Exercise directions -
One number is the full answer: how many lines in the records contain the word "empty"?
■ ■ ■ ■ ■ ■ ■
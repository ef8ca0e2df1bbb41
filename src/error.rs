//! Error types for mobhunt.

use thiserror::Error;

use crate::input::InputError;

/// Result type alias using the mobhunt error type.
pub type Result<T> = std::result::Result<T, Error>;

/// Error types for mobhunt.
///
/// Only `Config*` errors are fatal, and only at startup. Everything the loop
/// meets in steady state is logged and folded into a suppressed cycle.
#[derive(Error, Debug)]
pub enum Error {
    /// Invalid configuration value
    #[error("Configuration error: {0}")]
    Config(String),

    /// Configuration document could not be parsed
    #[error("Config parse error: {0}")]
    ConfigParse(#[from] toml::de::Error),

    /// Configuration could not be serialized
    #[error("Config serialize error: {0}")]
    ConfigSerialize(#[from] toml::ser::Error),

    /// I/O error
    #[error("I/O error: {0}")]
    Io(#[from] std::io::Error),

    /// JSON serialization/deserialization error
    #[error("JSON error: {0}")]
    Json(#[from] serde_json::Error),

    /// Frame acquisition failed (retryable)
    #[error("Capture error: {0}")]
    Capture(String),

    /// Input injection failed
    #[error("Input error: {0}")]
    Input(#[from] InputError),

    /// Detection replay file is unusable
    #[error("Replay error: {0}")]
    Replay(String),

    /// Log subscriber could not be installed
    #[error("Logging error: {0}")]
    Logging(String),
}

impl Error {
    /// Create a configuration error with a custom message.
    pub fn config(msg: impl Into<String>) -> Self {
        Error::Config(msg.into())
    }

    /// Create a capture error with a custom message.
    pub fn capture(msg: impl Into<String>) -> Self {
        Error::Capture(msg.into())
    }

    /// Create a replay error with a custom message.
    pub fn replay(msg: impl Into<String>) -> Self {
        Error::Replay(msg.into())
    }

    /// Check if this error must stop the program before the loop starts.
    pub fn is_fatal(&self) -> bool {
        matches!(
            self,
            Error::Config(_) | Error::ConfigParse(_) | Error::ConfigSerialize(_) | Error::Replay(_)
        )
    }

    /// Check if this is a transient I/O failure the loop should ride out.
    pub fn is_transient(&self) -> bool {
        matches!(self, Error::Capture(_) | Error::Input(_))
    }
}

#[cfg(test)]
mod tests {
    use super::*;

    #[test]
    fn test_error_display() {
        let err = Error::config("priority_targets is empty");
        assert_eq!(err.to_string(), "Configuration error: priority_targets is empty");
    }

    #[test]
    fn test_error_classification() {
        assert!(Error::config("x").is_fatal());
        assert!(!Error::config("x").is_transient());

        let err = Error::capture("window not found");
        assert!(err.is_transient());
        assert!(!err.is_fatal());

        let err: Error = InputError::SimulationFailed("no display".into()).into();
        assert!(err.is_transient());
    }
}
■ ■ ■ ■ ■ ■ ■
Completed task -
2